Se Portugal dividia os inapropriados remates, a Bélgica concentrava-os em Toloba que enviou a bola ao lado, por cima, à barra e até a colocou dentro da baliza num lance anulado pelo VAR. Sofrer cedo e marcar tarde parece a tónica portuguesa, pois só aos 87 minutos Telma Encarnação, vinda do banco, empatou o encontro num remate rasteiro de pé esquerdo que parece ter acordado de novo as belgas. A partida assumiu contornos anárquicos, o que para uma seleção tão frágil emocionalmente como a portuguesa significa entrar num campo indesejável. Primeiro, o VAR anulou um golo que surgiu de uma carambola na pequena área. Não importava, pois, logo a seguir e mesmo antes do apito final, Cayman estabeleceria o resultado em nova prova da pouca impetuosidade da linha defensiva.

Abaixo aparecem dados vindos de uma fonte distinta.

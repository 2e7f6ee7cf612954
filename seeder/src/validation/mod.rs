//! JSON Schema validation for model documents.
//!
//! A model document is checked against the embedded draft-7 schema
//! `schemas/csn-model.json` before it is deserialized, so that a malformed
//! catalog is reported with every offending path instead of the first serde
//! error.
//!
//! # Example
//!
//! ```rust,ignore
//! use serde_json::json;
//! use seedload::validation::validate_model_document;
//!
//! let document = json!({
//!     "$sources": ["db/schema.cds"],
//!     "definitions": { "Books": { "name": "Books" } }
//! });
//! assert!(validate_model_document(&document).is_ok());
//! ```

use serde_json::Value;

const MODEL_SCHEMA: &str = include_str!("../../schemas/csn-model.json");

/// Validate a JSON value against a JSON schema.
///
/// # Returns
/// * `Ok(())` if valid
/// * `Err(Vec<String>)` with every violation otherwise
pub fn validate(schema: &Value, data: &Value) -> Result<(), Vec<String>> {
    let validator = jsonschema::draft7::new(schema)
        .map_err(|e| vec![format!("Invalid schema: {}", e)])?;

    let errors: Vec<String> = validator
        .iter_errors(data)
        .map(|e| e.to_string())
        .collect();

    if errors.is_empty() {
        Ok(())
    } else {
        Err(errors)
    }
}

/// Validate a model document against the embedded model schema.
pub fn validate_model_document(data: &Value) -> Result<(), Vec<String>> {
    let schema: Value = serde_json::from_str(MODEL_SCHEMA)
        .map_err(|e| vec![format!("Invalid embedded schema: {}", e)])?;
    validate(&schema, data)
}
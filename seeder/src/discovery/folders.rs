//! Seed folder discovery.
//!
//! For every model source `L` and location `S`, both `L/S` and `L/../S` are
//! probed. Paths are resolved lexically (no symlink resolution), then kept if
//! they name an existing directory.

use std::io;
use std::path::{Component, Path, PathBuf};

/// Locations probed next to every model source.
pub const SEED_LOCATIONS: [&str; 2] = ["data", "csv"];

/// The nested and the sibling candidate for one source/location pair.
pub fn candidate_paths(source: &str, location: &str) -> [PathBuf; 2] {
    let source = Path::new(source);
    [source.join(location), source.join("..").join(location)]
}

/// Resolve `path` against `base` and fold `.`/`..` components.
pub fn normalize(path: &Path, base: &Path) -> PathBuf {
    let joined = if path.is_absolute() {
        path.to_path_buf()
    } else {
        base.join(path)
    };

    let mut out = PathBuf::new();
    for component in joined.components() {
        match component {
            Component::CurDir => {}
            Component::ParentDir => {
                out.pop();
            }
            other => out.push(other.as_os_str()),
        }
    }
    out
}

/// Collect the existing seed folders for the given sources.
///
/// The result is deduplicated and keeps discovery order. No sources, or no
/// existing candidate, yields an empty list.
pub async fn resolve_folders<S: AsRef<str>>(
    sources: &[String],
    locations: &[S],
) -> io::Result<Vec<PathBuf>> {
    let mut folders: Vec<PathBuf> = Vec::new();
    if sources.is_empty() {
        return Ok(folders);
    }

    let cwd = std::env::current_dir()?;
    for source in sources {
        for location in locations {
            for candidate in candidate_paths(source, location.as_ref()) {
                let folder = normalize(&candidate, &cwd);
                if folders.contains(&folder) || !is_dir(&folder).await {
                    continue;
                }
                folders.push(folder);
            }
        }
    }

    Ok(folders)
}

async fn is_dir(path: &Path) -> bool {
    tokio::fs::metadata(path)
        .await
        .map(|m| m.is_dir())
        .unwrap_or(false)
}
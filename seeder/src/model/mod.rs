//! Data model consumed by the loader.
//!
//! The model is owned by the caller and only ever read here:
//!
//! - [`Model`] - Read-only lookup capability (sources + name → definition)
//! - [`EntityDef`] - Table or view definition in CSN shape
//! - [`JsonModel`] - In-memory catalog, built in code or read from a CSN JSON document

use serde::{Deserialize, Serialize};
use serde_json::Value;
use std::collections::BTreeMap;
use std::path::Path;

use crate::error::{ModelError, ModelResult};
use crate::validation::validate_model_document;

/// Name of the element that links an entity to its localization table.
pub const TEXTS_ELEMENT: &str = "texts";

/// Read-only view of a data model.
pub trait Model {
    /// Source locations the model was compiled from.
    fn sources(&self) -> &[String];

    /// Look up a definition by its logical name.
    fn definition(&self, name: &str) -> Option<&EntityDef>;
}

// =============================================================================
// Definitions
// =============================================================================

/// A modeled table or view.
#[derive(Debug, Clone, Default, PartialEq, Serialize, Deserialize)]
pub struct EntityDef {
    /// Canonical dot-separated identifier.
    #[serde(default, skip_serializing_if = "Option::is_none")]
    pub name: Option<String>,

    #[serde(default)]
    pub elements: BTreeMap<String, Element>,

    /// Present when the entity is a view.
    #[serde(default, skip_serializing_if = "Option::is_none")]
    pub query: Option<Query>,

    /// The entity must never be written to.
    #[serde(rename = "@cds.persistence.skip", default)]
    pub persistence_skip: bool,
}

/// A field of an entity.
#[derive(Debug, Clone, Default, PartialEq, Serialize, Deserialize)]
pub struct Element {
    /// Target entity of an association or composition.
    #[serde(default, skip_serializing_if = "Option::is_none")]
    pub target: Option<String>,
}

/// View query.
#[derive(Debug, Clone, Default, PartialEq, Serialize, Deserialize)]
pub struct Query {
    #[serde(rename = "SELECT", default, skip_serializing_if = "Option::is_none")]
    pub select: Option<Select>,
}

#[derive(Debug, Clone, Default, PartialEq, Serialize, Deserialize)]
pub struct Select {
    #[serde(default, skip_serializing_if = "Option::is_none")]
    pub from: Option<FromClause>,

    /// Explicit column projection.
    #[serde(default, skip_serializing_if = "Option::is_none")]
    pub columns: Option<Vec<Value>>,
}

#[derive(Debug, Clone, Default, PartialEq, Serialize, Deserialize)]
pub struct FromClause {
    #[serde(rename = "ref", default, skip_serializing_if = "Option::is_none")]
    pub reference: Option<Vec<Value>>,
}

impl EntityDef {
    /// Create a named table definition.
    pub fn named(name: impl Into<String>) -> Self {
        Self {
            name: Some(name.into()),
            ..Self::default()
        }
    }

    /// Declare a `texts` element pointing at a localization entity.
    pub fn with_texts(mut self, target: impl Into<String>) -> Self {
        self.elements.insert(
            TEXTS_ELEMENT.to_string(),
            Element {
                target: Some(target.into()),
            },
        );
        self
    }

    /// Turn the definition into a `SELECT * FROM <source>` view.
    pub fn with_view_of(mut self, source: impl Into<String>) -> Self {
        self.query = Some(Query {
            select: Some(Select {
                from: Some(FromClause {
                    reference: Some(vec![Value::String(source.into())]),
                }),
                columns: None,
            }),
        });
        self
    }

    pub fn with_persistence_skip(mut self, skip: bool) -> Self {
        self.persistence_skip = skip;
        self
    }

    /// Target of the `texts` element, if declared.
    pub fn texts_target(&self) -> Option<&str> {
        self.elements
            .get(TEXTS_ELEMENT)
            .and_then(|e| e.target.as_deref())
    }

    pub fn is_view(&self) -> bool {
        self.query.is_some()
    }

    /// Source of a pass-through view: no projection and exactly one `from` reference.
    pub fn simple_view_source(&self) -> Option<&str> {
        let select = self.query.as_ref()?.select.as_ref()?;
        if select.columns.is_some() {
            return None;
        }
        match select.from.as_ref()?.reference.as_deref()? {
            [single] => single.as_str(),
            _ => None,
        }
    }
}

// =============================================================================
// JSON Model
// =============================================================================

/// In-memory catalog in CSN document shape.
#[derive(Debug, Clone, Default, PartialEq, Serialize, Deserialize)]
pub struct JsonModel {
    #[serde(rename = "$sources", default)]
    pub sources: Vec<String>,

    #[serde(default)]
    pub definitions: BTreeMap<String, EntityDef>,
}

impl JsonModel {
    pub fn new() -> Self {
        Self::default()
    }

    pub fn with_source(mut self, source: impl Into<String>) -> Self {
        self.sources.push(source.into());
        self
    }

    pub fn with_entity(mut self, name: impl Into<String>, def: EntityDef) -> Self {
        self.definitions.insert(name.into(), def);
        self
    }

    /// Parse and validate a CSN JSON document.
    pub fn parse(content: &str) -> ModelResult<Self> {
        let document: Value = serde_json::from_str(content)?;
        validate_model_document(&document).map_err(ModelError::Invalid)?;
        Ok(serde_json::from_value(document)?)
    }

    /// Read a model document; relative `$sources` are taken relative to its directory.
    pub fn from_file<P: AsRef<Path>>(path: P) -> ModelResult<Self> {
        let path = path.as_ref();
        let content = std::fs::read_to_string(path)?;
        let mut model = Self::parse(&content)?;

        if let Some(dir) = path.parent() {
            for source in &mut model.sources {
                if Path::new(source.as_str()).is_relative() {
                    *source = dir.join(source.as_str()).to_string_lossy().into_owned();
                }
            }
        }

        Ok(model)
    }
}

impl Model for JsonModel {
    fn sources(&self) -> &[String] {
        &self.sources
    }

    fn definition(&self, name: &str) -> Option<&EntityDef> {
        self.definitions.get(name)
    }
}
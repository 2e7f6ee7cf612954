//! Error types for the seed loading pipeline.
//!
//! - [`ConfigError`] - Invalid configuration values
//! - [`ModelError`] - Model document loading and validation errors
//! - [`CsvError`] - Seed file decoding and parsing errors
//! - [`StatementError`] - Insert statement construction errors
//! - [`RecordError`] - Errors inserting one table
//! - [`LoadError`] - Top-level errors returned by [`crate::load`]
//!
//! Resolution misses and persistence-skip entities are not errors: they show up
//! as [`crate::SkippedFile`] entries in the load report.

use std::path::PathBuf;
use thiserror::Error;

use crate::db::ClientError;

// =============================================================================
// Configuration Errors
// =============================================================================

/// Errors while reading configuration from the environment.
#[derive(Debug, Error)]
pub enum ConfigError {
    /// A variable holds a value that cannot be interpreted.
    #[error("Invalid value for {key}: '{value}'")]
    InvalidValue { key: String, value: String },

    /// A required variable is not set.
    #[error("Missing {0} environment variable")]
    Missing(String),
}

// =============================================================================
// Model Errors
// =============================================================================

/// Errors while reading a model document.
#[derive(Debug, Error)]
pub enum ModelError {
    /// Failed to read the model file.
    #[error("Failed to read model: {0}")]
    Io(#[from] std::io::Error),

    /// The document is not valid JSON or does not match the model shape.
    #[error("Model JSON error: {0}")]
    Json(#[from] serde_json::Error),

    /// The document failed schema validation.
    #[error("Invalid model document: {}", .0.join("; "))]
    Invalid(Vec<String>),
}

// =============================================================================
// CSV Errors
// =============================================================================

/// Errors while reading or parsing a seed file.
#[derive(Debug, Error)]
pub enum CsvError {
    /// Failed to read file.
    #[error("Failed to read file: {0}")]
    Io(#[from] std::io::Error),

    /// File content is not valid UTF-8.
    #[error("File is not valid UTF-8")]
    Encoding,

    /// Malformed CSV content.
    #[error("Line {line}: {message}")]
    Parse { line: u64, message: String },
}

impl From<csv::Error> for CsvError {
    fn from(err: csv::Error) -> Self {
        let line = err.position().map(|p| p.line()).unwrap_or(0);
        CsvError::Parse {
            line,
            message: err.to_string(),
        }
    }
}

// =============================================================================
// Statement Errors
// =============================================================================

/// Errors while building an insert statement.
#[derive(Debug, Error)]
pub enum StatementError {
    /// Table or column name that cannot be embedded unquoted.
    #[error("Invalid SQL identifier: '{0}'")]
    InvalidIdentifier(String),

    /// Seed file has rows but no header.
    #[error("Seed file has no columns")]
    NoColumns,
}

/// Errors of [`crate::records::load_records`].
#[derive(Debug, Error)]
pub enum RecordError {
    /// Statement could not be built.
    #[error(transparent)]
    Statement(#[from] StatementError),

    /// The database rejected the statement.
    #[error("Insert into '{table}' failed: {source}")]
    Database {
        table: String,
        #[source]
        source: ClientError,
    },
}

// =============================================================================
// Load Errors (top-level)
// =============================================================================

/// Top-level errors of a load run.
///
/// The first error aborts the remaining files of the run.
#[derive(Debug, Error)]
pub enum LoadError {
    /// Seed file could not be read or parsed.
    #[error("Seed file '{}': {source}", .file.display())]
    Csv {
        file: PathBuf,
        #[source]
        source: CsvError,
    },

    /// Insert statement could not be built.
    #[error("Seed file '{}': {source}", .file.display())]
    Statement {
        file: PathBuf,
        #[source]
        source: StatementError,
    },

    /// Directory listing failed.
    #[error("IO error: {0}")]
    Io(#[from] std::io::Error),

    /// The database rejected the statement for a file.
    #[error("Insert into '{table}' from '{}' failed: {source}", .file.display())]
    Database {
        file: PathBuf,
        table: String,
        #[source]
        source: ClientError,
    },
}

// =============================================================================
// Result Type Aliases
// =============================================================================

/// Result type for configuration.
pub type ConfigResult<T> = Result<T, ConfigError>;

/// Result type for model operations.
pub type ModelResult<T> = Result<T, ModelError>;

/// Result type for CSV operations.
pub type CsvResult<T> = Result<T, CsvError>;

/// Result type for load operations.
pub type LoadResult<T> = Result<T, LoadError>;

#[cfg(test)]
mod tests {
    use super::*;

    #[test]
    fn test_invalid_model_lists_all_errors() {
        let err = ModelError::Invalid(vec!["first".into(), "second".into()]);
        let msg = err.to_string();
        assert!(msg.contains("first"));
        assert!(msg.contains("second"));
    }

    #[test]
    fn test_database_error_names_file_and_table() {
        let err = LoadError::Database {
            file: PathBuf::from("/seed/data/Books.csv"),
            table: "Books".into(),
            source: "relation does not exist".into(),
        };
        let msg = err.to_string();
        assert!(msg.contains("Books.csv"));
        assert!(msg.contains("'Books'"));
        assert!(msg.contains("relation does not exist"));
    }

    #[test]
    fn test_csv_error_conversion_keeps_line() {
        let data = "a,b\n1,2\n3\n";
        let mut reader = csv::ReaderBuilder::new().from_reader(data.as_bytes());
        let err = reader
            .records()
            .find_map(|r| r.err())
            .expect("ragged row should fail");
        match CsvError::from(err) {
            CsvError::Parse { line, .. } => assert_eq!(line, 3),
            other => panic!("unexpected error: {other:?}"),
        }
    }
}
//! Seed file selection.
//!
//! A folder may hold both an untranslated `Books_texts.csv` and locale
//! variants named after the full file name (`Books_texts.csv_de`). When such
//! a variant exists the base file is left out.

use serde::Serialize;
use std::io;
use std::path::{Path, PathBuf};

/// Extension of seed files.
pub const SEED_EXTENSION: &str = ".csv";

/// Leading character that excludes a file from loading.
pub const EXCLUDE_MARKER: char = '-';

const TEXTS_BASE_SUFFIX: &str = "_texts.csv";

/// A selected seed file.
#[derive(Debug, Clone, PartialEq, Eq, Serialize)]
pub struct SeedFile {
    pub path: PathBuf,
    pub name: String,
}

impl SeedFile {
    pub fn new(folder: &Path, name: impl Into<String>) -> Self {
        let name = name.into();
        Self {
            path: folder.join(&name),
            name,
        }
    }

    /// Logical entity name: dashes become dots, the extension is dropped.
    pub fn logical_name(&self) -> String {
        logical_name(&self.name)
    }
}

/// `Books-authors.csv` → `Books.authors`
pub fn logical_name(file_name: &str) -> String {
    let dotted = file_name.replace('-', ".");
    match dotted.rfind('.') {
        Some(i) if i > 0 => dotted[..i].to_string(),
        _ => dotted,
    }
}

/// Filter directory entries down to the files to load, keeping their order.
pub fn select_seed_files<S: AsRef<str>>(entries: &[S]) -> Vec<String> {
    entries
        .iter()
        .map(AsRef::<str>::as_ref)
        .filter(|name| is_seed_file(name, entries))
        .map(str::to_string)
        .collect()
}

fn is_seed_file<S: AsRef<str>>(name: &str, siblings: &[S]) -> bool {
    if name.starts_with(EXCLUDE_MARKER) || !name.ends_with(SEED_EXTENSION) {
        return false;
    }
    if name.ends_with(TEXTS_BASE_SUFFIX) && has_locale_variant(name, siblings) {
        return false;
    }
    true
}

/// True if a sibling starts with the full base name followed by `_`
/// (`Books_texts.csv_de` for `Books_texts.csv`).
fn has_locale_variant<S: AsRef<str>>(name: &str, siblings: &[S]) -> bool {
    let prefix = format!("{}_", name);
    siblings
        .iter()
        .map(AsRef::<str>::as_ref)
        .any(|sibling| sibling.starts_with(&prefix))
}

/// Names of all entries in `folder`, sorted. Non-UTF-8 names are left out.
pub async fn list_entries(folder: &Path) -> io::Result<Vec<String>> {
    let mut dir = tokio::fs::read_dir(folder).await?;
    let mut names = Vec::new();

    while let Some(entry) = dir.next_entry().await? {
        if let Ok(name) = entry.file_name().into_string() {
            names.push(name);
        }
    }

    names.sort();
    Ok(names)
}

/// False for directories, dangling links and anything unreadable.
pub async fn is_regular_file(path: &Path) -> bool {
    tokio::fs::metadata(path)
        .await
        .map(|meta| meta.is_file())
        .unwrap_or(false)
}

/// Seed files of `folder`: selection runs over every entry, then entries
/// that are not regular files are dropped.
pub async fn seed_files_in(folder: &Path) -> io::Result<Vec<SeedFile>> {
    let entries = list_entries(folder).await?;
    let mut files = Vec::new();

    for name in select_seed_files(&entries) {
        let file = SeedFile::new(folder, name);
        if is_regular_file(&file.path).await {
            files.push(file);
        }
    }

    Ok(files)
}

De qualquer forma, friamente, a segunda parte foi dominada na maioria do tempo pela equipa de Francisco Neto que elevou a agressividade defensiva. Escassos minutos de qualidade em três jogos que não foram merecedores de uma histórica presença nos quartos de final, o objetivo estabelecido inicialmente.
Há jogadoras que parecem ter chegado ao topo da contribuição que podem dar à evolução da seleção. Os feitos históricos terão sempre o nome delas, mas os recursos que bastaram para chegar aqui não bastam para seguir em frente. A gratidão ficará sempre, como ficou junto daquelas que, no passado, não participaram em grandes torneios ou sequer tiveram o seu nome escrito num jornal.
Ao mesmo tempo que cheira a fim de ciclo, não há, no imediato, quem as possa render colocando Portugal no mesmo patamar que a Espanha ou a Inglaterra. Afinal, a produção de talento feminino ainda não está assim tão massificada. Com paciência, lá chegaremos e, quem sabe, com ideias novas ainda se possa dar um novo impulso que dará tempo para nascerem prodígios de classe mundial como a intocável Kika Nazareth e outras, mais jovens, que continuarão a ser imprescindíveis daqui para a frente. Águas paradas é que não.